• _Requirement_
The word "await" turns up on some lines of this data; say how many, and give no other text.

(Stored data entries)
- - - - - - -

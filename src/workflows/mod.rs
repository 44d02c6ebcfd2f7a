//! Webhook-driven workflows.
//!
//! Each delivery is handled on its own task with a [`WorkflowContext`] scoped
//! to the event's installation. Nothing here holds a lock across a job run.

pub mod failure;
pub mod installation;
pub mod issue_labeled;
pub mod lifecycle;
pub mod messages;
pub mod pull_request_closed;
pub mod review_submitted;
pub mod runner;

use std::sync::Arc;

use crate::clients::{JobRunner, TextCompleter, VcsClient};
use crate::config::WorkflowConfig;
use crate::models::WebhookEvent;
use crate::services::{EntitlementResolver, UsageStore};

pub use issue_labeled::IssueOutcome;
pub use review_submitted::ReviewOutcome;
pub use runner::{run_until_changed, Attempt, JobSpec, RunOutcome};

/// Collaborators available to one workflow run
#[derive(Clone)]
pub struct WorkflowContext {
    pub vcs: Arc<dyn VcsClient>,
    pub jobs: Arc<dyn JobRunner>,
    pub llm: Arc<dyn TextCompleter>,
    pub usage: Arc<dyn UsageStore>,
    pub entitlements: Arc<EntitlementResolver>,
    pub settings: WorkflowConfig,
}

/// Routes an event to its workflow. Never returns an error: failures are
/// reported to users or logged inside each workflow.
pub async fn dispatch(ctx: &WorkflowContext, event: WebhookEvent) {
    match event {
        WebhookEvent::IssueLabeled(event) => {
            let outcome = issue_labeled::handle(ctx, &event).await;
            log::info!(
                "Issue {}#{} finished: {:?}",
                event.repo.full_name(),
                event.issue_number,
                outcome
            );
        }
        WebhookEvent::ReviewSubmitted(event) => {
            let outcome = review_submitted::handle(ctx, &event).await;
            log::info!(
                "Review on {}#{} finished: {:?}",
                event.repo.full_name(),
                event.pull_number,
                outcome
            );
        }
        WebhookEvent::PullRequestClosed(event) => {
            pull_request_closed::handle(ctx, &event).await;
        }
        WebhookEvent::Installation(event) => {
            installation::handle(ctx, &event).await;
        }
    }
}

- - - - - - -

• _Result for this exercise_
4